With 75 percent of gamers still playing on GTX GPUs, the 3050, which also includes second-generation RT cores as well as third-generation Tensor cores for DLSS and AI, represents a compelling upgrade opportunity to move up to RTX.

The RTX 3050, which comes with 8GB of GDDR6 memory, starts at just $249 and will be available on January 27 through NVIDIA’s worldwide partners.

New NVIDIA RTX titles feature new Ray Tracing, DLSS and Reflex integrations

NVIDIA has announced 10 new RTX games that use GPU-accelerated ray tracing, NVIDIA DLSS and NVIDIA Reflex technologies to deliver new levels of realism. The new titles include The Day Before, Escape from Tarkov and Ubisoft’s highly anticipated title Rainbow Six Extraction.

NVIDIA also announced seven new integrations of NVIDIA Reflex, its low-latency gaming platform, which better connects the player to the game.

The new Reflex games include iRacing, the world’s premier online racing simulator, Ubisoft’s Rainbow Six Extraction, and Sony’s award-winning, fighting-based action-adventure game God of War.

A New Category of Monitors: 1440p Esports

1080p displays have dominated esports for over a decade, as the lower resolution has enabled higher frame rates and faster refresh rates. With today’s best GeForce RTX GPUs rendering esports games well above 360 fps at 1440p, the industry is poised for a change.

NVIDIA’s research found that 27-inch 1440p displays can improve targeting by up to 3 percent compared to traditional 24-inch 1080 displays when aiming at small targets. For competitive games where every millisecond counts, 3 percent can often make the difference between victory and defeat.

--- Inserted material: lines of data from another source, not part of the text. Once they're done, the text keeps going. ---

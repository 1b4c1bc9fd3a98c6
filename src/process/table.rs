// src/process/table.rs

use crate::error::{RateError, Result};
use arrow::{
    array::{AsArray, StringArray},
    compute::concat_batches,
    csv::{reader::Format, ReaderBuilder},
    datatypes::{DataType, Field, Schema},
    record_batch::RecordBatch,
};
use std::{fs, io::Cursor, path::Path, sync::Arc};
use tracing::debug;

/// Rows read from the source CSV, every column held as text.
///
/// The schema is fixed when the table is built and the batch is never mutated;
/// numeric coercion happens in the consumers.
#[derive(Debug, Clone)]
pub struct SourceTable {
    batch: RecordBatch,
}

impl SourceTable {
    /// Read a comma-separated file with a header row.
    #[tracing::instrument(level = "info", skip(path), fields(path = %path.as_ref().display()))]
    pub fn load<P: AsRef<Path>>(path: P) -> Result<Self> {
        let path = path.as_ref();
        if !path.exists() {
            return Err(RateError::InputNotFound(path.to_path_buf()));
        }
        let content = fs::read_to_string(path)?;
        let table = Self::from_csv_str(&content)?;
        debug!(
            rows = table.num_rows(),
            columns = table.column_names().len(),
            "loaded source table"
        );
        Ok(table)
    }

    /// Parse CSV text whose first line names the columns.
    pub fn from_csv_str(content: &str) -> Result<Self> {
        let content = content.trim_start_matches('\u{feff}');
        if content.trim().is_empty() {
            return Ok(Self {
                batch: RecordBatch::new_empty(Arc::new(Schema::empty())),
            });
        }

        // Header names only; quoted names may contain the delimiter.
        let format = Format::default()
            .with_header(true)
            .with_quote(b'"')
            .with_delimiter(b',');
        let (inferred, _) = format.infer_schema(Cursor::new(content.as_bytes()), Some(0))?;

        // Parse everything as Utf8 so malformed cells survive to the coercion step.
        let fields: Vec<Field> = inferred
            .fields()
            .iter()
            .map(|f| Field::new(f.name().trim(), DataType::Utf8, true))
            .collect();
        let schema = Arc::new(Schema::new(fields));

        let reader = ReaderBuilder::new(schema.clone())
            .with_format(format)
            .build(Cursor::new(content.as_bytes()))?;
        let batches = reader.collect::<std::result::Result<Vec<_>, _>>()?;
        let batch = concat_batches(&schema, &batches)?;

        Ok(Self { batch })
    }

    pub fn num_rows(&self) -> usize {
        self.batch.num_rows()
    }

    pub fn column_names(&self) -> Vec<&str> {
        self.batch
            .schema_ref()
            .fields()
            .iter()
            .map(|f| f.name().as_str())
            .collect()
    }

    pub fn has_column(&self, name: &str) -> bool {
        self.batch.schema_ref().index_of(name).is_ok()
    }

    /// Text values of column `name`; `MissingColumn` if absent.
    pub fn text_column(&self, name: &str) -> Result<&StringArray> {
        let column = self
            .batch
            .column_by_name(name)
            .ok_or_else(|| RateError::missing_column(name, "source table"))?;
        // every column is built as Utf8
        Ok(column.as_string::<i32>())
    }
}
pub mod config;
pub mod driver;
pub mod error;
pub mod process;

pub use config::{PopulationBasis, RunConfig, METRICS, REGION_COLUMN};
pub use driver::{run, BasisReport, RunSummary};
pub use error::{RateError, Result};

NVIDIA announced four new displays in the 1440p esports category. The ASUS ROG Swift 360Hz PG27AQN features a refresh rate of 360Hz. The AOC AG274QGM – AGON PRO Mini LED, MSI MEG 271Q Mini LED and ViewSonic XG272G-2K Mini LED feature mini LEDs with a refresh rate of 300Hz. All come with NVIDIA Esports Vibrance, Dual-Format and Reflex Analyzer features.

The NVIDIA Reflex ecosystem

More than 20 million GeForce gamers compete with Reflex every month. As the Reflex platform grows in popularity, so does the Reflex hardware ecosystem. NVIDIA announced five new Reflex monitors and six new Reflex mice.

GeForce NOW: the ultimate cloud gaming platform for PC gamers

More games, more devices and enhanced networks are being added to the GeForce NOW ecosystem. Today, NVIDIA announced the extension of its partnership with Electronic Arts, bringing Battlefield 4 and Battlefield V to GeForce NOW.

NVIDIA also announced a partnership with Samsung to integrate GeForce NOW into its Smart TVs, starting in the second quarter of this year. This follows last month’s beta launch of the GeForce NOW app for LG 2021 WebOS Smart TVs. By partnering with AT&T as a 5G technical innovation partner, GeForce NOW is bringing the power of PC gaming to mobile devices. Starting in January, AT&T customers with a 5G device on a 5G unlimited plan, or an eligible unlimited plan, can get a six-month GeForce NOW Priority membership at no charge.